The Food and Drug Administration has agreed to an expedited review of Eli Lilly’s experimental Alzheimer’s disease medicine donanemab, the pharmaceutical company said Thursday.
The agency’s acceptance of Lilly’s application starts a six month clock, setting up a potential decision from the regulator by early February. Lilly had not previously disclosed completion of the application, which it began submitting last fall but slowed after Medicare finalized a restrictive coverage policy for Alzheimer’s drugs like Lilly’s.
Donanemab is one of several drugs in late-stage clinical testing that are aimed at a protein called amyloid beta, which accumulates in sticky plaques in the brain.
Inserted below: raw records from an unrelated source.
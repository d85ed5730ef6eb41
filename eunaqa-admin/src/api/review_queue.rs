//! QA review queue endpoints
//!
//! Presents pending AI-diagnosed items to an operator and applies their
//! approve/reject decision. Approval mutates exam content visible to
//! students, so patch application and the status transition share one
//! transaction.

use axum::{
    extract::{Path, Query, State},
    Json,
};
use serde::{Deserialize, Serialize};
use tracing::info;

use eunaqa_common::db::models::{FixStatus, ReviewQueueItem, RiskLevel};
use eunaqa_common::db::{self, review_queue, variations};

use crate::{ApiError, ApiResult, AppState};

/// Query parameters for the queue listing
#[derive(Debug, Deserialize)]
pub struct QueueQuery {
    /// Optional risk filter: high, medium or low
    pub priority: Option<String>,
}

/// Queue listing response
#[derive(Debug, Serialize)]
pub struct QueueResponse {
    pub items: Vec<ReviewQueueItem>,
}

/// Outcome of an approve/reject decision
#[derive(Debug, Serialize)]
pub struct DecisionResponse {
    pub success: bool,
    pub message: String,
}

/// Request body for a rejection
#[derive(Debug, Deserialize)]
pub struct RejectRequest {
    pub notes: String,
}

/// GET /api/qa-sweep/review-queue
///
/// Returns the full filtered set of pending items, newest first.
pub async fn list_queue(
    State(state): State<AppState>,
    Query(query): Query<QueueQuery>,
) -> ApiResult<Json<QueueResponse>> {
    // Validate the filter before touching the database
    let risk_level = query
        .priority
        .as_deref()
        .map(RiskLevel::parse)
        .transpose()?;

    let items = review_queue::list_pending(&state.db, risk_level).await?;
    Ok(Json(QueueResponse { items }))
}

/// POST /api/qa-sweep/review-queue/:id/approve
///
/// Applies the item's patch to the underlying variation field by field and
/// marks the item applied. Succeeds or fails as a unit: a malformed patch
/// aborts without committing the status change, and a concurrent decision
/// on the same item loses the optimistic pending check and reports a
/// conflict instead of double-applying.
pub async fn approve_item(
    State(state): State<AppState>,
    Path(id): Path<String>,
) -> ApiResult<Json<DecisionResponse>> {
    let item = review_queue::get_item(&state.db, &id)
        .await?
        .ok_or_else(|| ApiError::NotFound(format!("Review queue item {}", id)))?;

    if item.fix_status != FixStatus::Pending.as_str() {
        return Err(ApiError::Conflict(format!(
            "Item {} already resolved ({})",
            id, item.fix_status
        )));
    }

    let edits = item.parsed_patch()?;
    let now = db::now_rfc3339();

    let mut tx = state.db.begin().await?;
    for edit in &edits {
        variations::apply_edit(&mut tx, &item.variation_id, &edit.field, &edit.proposed_value)
            .await?;
    }
    variations::touch_last_qa_date(&mut tx, &item.variation_id, &now).await?;

    let transitioned =
        review_queue::resolve_item(&mut tx, &item.guid, FixStatus::Applied, None, &now).await?;
    if !transitioned {
        tx.rollback().await?;
        return Err(ApiError::Conflict(format!("Item {} already resolved", id)));
    }
    tx.commit().await?;

    info!(
        item = %item.guid,
        variation = %item.variation_id,
        edits = edits.len(),
        "Review queue item approved"
    );

    Ok(Json(DecisionResponse {
        success: true,
        message: format!("Applied {} edit(s) to variation {}", edits.len(), item.variation_id),
    }))
}

/// POST /api/qa-sweep/review-queue/:id/reject
///
/// Records operator notes and marks the item rejected. Content is left
/// unchanged.
pub async fn reject_item(
    State(state): State<AppState>,
    Path(id): Path<String>,
    Json(payload): Json<RejectRequest>,
) -> ApiResult<Json<DecisionResponse>> {
    if payload.notes.trim().is_empty() {
        return Err(ApiError::BadRequest(
            "Rejection notes cannot be empty".to_string(),
        ));
    }

    let item = review_queue::get_item(&state.db, &id)
        .await?
        .ok_or_else(|| ApiError::NotFound(format!("Review queue item {}", id)))?;

    if item.fix_status != FixStatus::Pending.as_str() {
        return Err(ApiError::Conflict(format!(
            "Item {} already resolved ({})",
            id, item.fix_status
        )));
    }

    let now = db::now_rfc3339();
    let mut tx = state.db.begin().await?;
    let transitioned = review_queue::resolve_item(
        &mut tx,
        &item.guid,
        FixStatus::Rejected,
        Some(payload.notes.trim()),
        &now,
    )
    .await?;
    if !transitioned {
        tx.rollback().await?;
        return Err(ApiError::Conflict(format!("Item {} already resolved", id)));
    }
    tx.commit().await?;

    info!(item = %item.guid, "Review queue item rejected");

    Ok(Json(DecisionResponse {
        success: true,
        message: format!("Item {} rejected", id),
    }))
}
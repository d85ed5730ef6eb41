//! Pagination utilities for the control-panel listings

use serde::Serialize;

/// Default page size when the request does not name one
pub const DEFAULT_LIMIT: i64 = 50;

/// Upper bound on the requested page size
pub const MAX_LIMIT: i64 = 200;

/// Pagination metadata calculated from total results
#[derive(Debug, Clone, Copy, Serialize)]
pub struct Pagination {
    /// Current page number (1-indexed)
    pub page: i64,
    /// Page size after clamping
    pub limit: i64,
    /// Total number of rows in the result set
    pub total: i64,
    /// Total number of pages
    pub total_pages: i64,
    /// Offset for SQL LIMIT/OFFSET query
    #[serde(skip)]
    pub offset: i64,
}

/// Calculate pagination metadata from total results and the requested
/// page/limit, clamping both into valid bounds.
pub fn calculate_pagination(total: i64, requested_page: i64, requested_limit: Option<i64>) -> Pagination {
    let limit = requested_limit.unwrap_or(DEFAULT_LIMIT).clamp(1, MAX_LIMIT);
    let total_pages = (total + limit - 1) / limit;
    let page = requested_page.max(1).min(total_pages.max(1));
    let offset = (page - 1) * limit;

    Pagination {
        page,
        limit,
        total,
        total_pages,
        offset,
    }
}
Targeting this protein has been the dominant approach toward treating Alzheimer’s for decades, but has yielded a long list of failed drugs and unsuccessful studies.
Last summer, Biogen won a controversial FDA approval for its amyloid-targeting drug Aduhelm, despite contradictory clinical trial evidence it worked. Rather than rule directly on the drug’s impact on cognitive decline in patients with Alzheimer’s, the FDA granted an accelerated approval based on its ability to reduce amyloid levels.
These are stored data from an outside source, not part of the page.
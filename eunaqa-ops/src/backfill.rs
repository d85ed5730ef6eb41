//! Confidence backfill over question variations
//!
//! Ensures every variation with a diagnostic history carries a confidence
//! score, without re-running AI diagnosis. Two passes:
//!
//! 1. Direct: variations with their own scored sweep result copy the latest
//!    result's score and date.
//! 2. Inherited: corrections that were never directly diagnosed derive
//!    their score from the parent's last diagnosis severity, falling back
//!    to the lineage's first version when the parent was never diagnosed.
//!
//! Re-runnable: already-scored variations are excluded by the null-score
//! predicate, so a second run performs zero updates. Any single update
//! failure aborts the whole procedure.

use sqlx::{Pool, Sqlite};
use tracing::{debug, info};

use eunaqa_common::db::{results, variations};
use eunaqa_common::scoring::{score_from_severity, Distribution};
use eunaqa_common::{Error, Result};

/// Counters from one backfill invocation
#[derive(Debug, Clone, Copy, Default, PartialEq, Eq)]
pub struct BackfillOutcome {
    /// Variations that copied their own latest scored result
    pub direct_updated: u64,
    /// Corrections that inherited a severity-derived score
    pub inherited_updated: u64,
    /// Corrections with no result anywhere in their lineage
    pub skipped: u64,
}

/// Outcome plus the post-run confidence distribution over visible variations
#[derive(Debug, Clone)]
pub struct BackfillReport {
    pub outcome: BackfillOutcome,
    pub distribution: Distribution,
}

/// Run the backfill; with `dry_run` the counters are computed but nothing
/// is written.
pub async fn run_backfill(pool: &Pool<Sqlite>, dry_run: bool) -> Result<BackfillReport> {
    let mut outcome = BackfillOutcome::default();

    // Pass 1: direct results
    for guid in variations::find_unscored_with_direct_result(pool).await? {
        let result = results::find_latest_scored_result_for_variation(pool, &guid)
            .await?
            .ok_or_else(|| {
                Error::Internal(format!(
                    "Variation {} lost its scored result during backfill",
                    guid
                ))
            })?;

        let score = result.confidence_score.unwrap_or(0.0);
        debug!(variation = %guid, score, "direct backfill");
        if !dry_run {
            variations::update_confidence(pool, &guid, score, &result.created_at).await?;
        }
        outcome.direct_updated += 1;
    }

    // Pass 2: inherited from the lineage
    for v in variations::find_unscored_corrections(pool).await? {
        let parent_id = match &v.parent_version_id {
            Some(parent_id) => parent_id.clone(),
            None => continue,
        };

        let mut source = results::find_latest_result_for_variation(pool, &parent_id).await?;

        if source.is_none() {
            // Parent never diagnosed: fall back to the lineage's first version
            if let Some(root) =
                variations::find_lineage_root(pool, v.base_question_id, v.variation_number).await?
            {
                if root.guid != v.guid {
                    source = results::find_latest_result_for_variation(pool, &root.guid).await?;
                }
            }
        }

        match source {
            Some(result) => {
                // A correction is assumed to have fixed the flagged defect:
                // confidence improves on the fixed severity schedule.
                // Missing severity counts as 1.
                let severity = result.diagnosis.severidad_global.unwrap_or(1);
                let score = score_from_severity(Some(severity));
                debug!(variation = %v.guid, severity, score, "inherited backfill");
                if !dry_run {
                    variations::update_confidence(pool, &v.guid, score, &result.created_at).await?;
                }
                outcome.inherited_updated += 1;
            }
            None => {
                debug!(variation = %v.guid, "no result anywhere in lineage, skipping");
                outcome.skipped += 1;
            }
        }
    }

    let distribution = Distribution::from_scores(variations::visible_scores(pool).await?);

    info!(
        direct = outcome.direct_updated,
        inherited = outcome.inherited_updated,
        skipped = outcome.skipped,
        dry_run,
        "Backfill complete"
    );

    Ok(BackfillReport {
        outcome,
        distribution,
    })
}

/// Print the operator-facing summary
pub fn print_report(report: &BackfillReport, dry_run: bool) {
    let prefix = if dry_run { "[dry-run] " } else { "" };
    println!("{}Backfill summary", prefix);
    println!("  direct-updated:    {}", report.outcome.direct_updated);
    println!("  inherited-updated: {}", report.outcome.inherited_updated);
    println!("  skipped:           {}", report.outcome.skipped);
    println!("Confidence distribution (visible variations)");
    println!("  unscored: {}", report.distribution.unscored);
    println!("  <34%:     {}", report.distribution.low);
    println!("  34-66%:   {}", report.distribution.medium);
    println!("  >=67%:    {}", report.distribution.high);
    println!("  total:    {}", report.distribution.total());
}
Lilly is applying for a similar accelerated approval. Its application is supported by results from a mid-stage study that showed donanemab substantially cleared out amyloid plaques in the brains of trial participants. Data also suggested a cognitive and functional benefit to treatment, which Lilly is seeking to confirm with a larger Phase 3 study that’s now ongoing.
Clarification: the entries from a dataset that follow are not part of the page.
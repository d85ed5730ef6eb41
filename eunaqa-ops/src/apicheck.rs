//! External API connectivity checks
//!
//! Probes the third-party LLM endpoint used by the diagnostic process so
//! an operator can distinguish credential problems from network problems
//! before launching a sweep. Failures are surfaced verbatim with a
//! remediation hint.

use std::time::Duration;

use tracing::info;

use eunaqa_common::{Error, Result};

/// Environment variable holding the LLM API key
pub const LLM_API_KEY_ENV: &str = "EUNAQA_LLM_API_KEY";

/// Default LLM API base URL when neither CLI nor config names one
pub const DEFAULT_LLM_BASE_URL: &str = "https://api.openai.com/v1";

pub async fn check_llm_api(base_url: &str) -> Result<()> {
    let api_key = std::env::var(LLM_API_KEY_ENV).ok().filter(|k| !k.trim().is_empty());

    let client = reqwest::Client::builder()
        .timeout(Duration::from_secs(10))
        .build()
        .map_err(|e| Error::External(format!("HTTP client construction failed: {}", e)))?;

    let url = format!("{}/models", base_url.trim_end_matches('/'));
    info!("Probing LLM API at {}", url);

    let mut request = client.get(&url);
    if let Some(key) = &api_key {
        request = request.bearer_auth(key);
    }

    let response = request.send().await.map_err(|e| {
        Error::External(format!(
            "LLM API unreachable at {}: {}\n\
             Check network connectivity and the base URL (--llm-base-url or config llm_base_url).",
            url, e
        ))
    })?;

    let status = response.status();
    if status.as_u16() == 401 || status.as_u16() == 403 {
        let detail = response.text().await.unwrap_or_default();
        return Err(Error::External(format!(
            "LLM API rejected credentials ({}): {}\n\
             Set a valid API key via the {} environment variable.",
            status, detail.trim(), LLM_API_KEY_ENV
        )));
    }
    if !status.is_success() {
        let detail = response.text().await.unwrap_or_default();
        return Err(Error::External(format!(
            "LLM API returned {}: {}",
            status,
            detail.trim()
        )));
    }

    info!("✓ LLM API reachable and credentials accepted");
    Ok(())
}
While approval would be a major milestone for Lilly, the company doesn’t expect significant use of the drug right away due to a coverage policy instituted by the Centers for Medicare and Medicaid Services. Unconvinced by the evidence for Aduhelm, CMS restricted Medicare coverage of the drug, as well other amyloid-target medicines like it, to patients in certain types of clinical trials.
“In the near term, of course, we have to acknowledge that patient access will be very limited under the current CMS [policy] with accelerated approval,” said Anne White, head of Lilly’s neuroscience division, on an earnings call Thursday.
“What we’ll do in the near term, following a potential approval … is use that time to build out the diagnostic ecosystem, to help physicians with the referral process and infusion systems,” she added.
Should Lilly’s ongoing Phase 3 study succeed, Lilly would be in position to ask the FDA for full approval of donanemab, potentially allowing more favorable coverage under the CMS policy.
“We remain optimistic that with traditional FDA approval, CMS would not continue to limit coverage for on-label treatments,” White said.
In between now and when Lilly’s trial is set to read out early next year, results are expected to become available for two other amyloid-targeting drugs: Eisai and Biogen’s lecanemab, and Roche’s gantenerumab. As the drugs belong to the same family of treatments, those results could influence how analysts and investors view the likelihood of a positive Phase 3 outcome for donanemab.
On Thursday’s call, White sought to set expectations. “There’s a chance that we’ll see mixed results in some of these readouts due to the differences in the medicines and their trial designs,” White said. “We won’t be discouraged if others miss their primary endpoints.”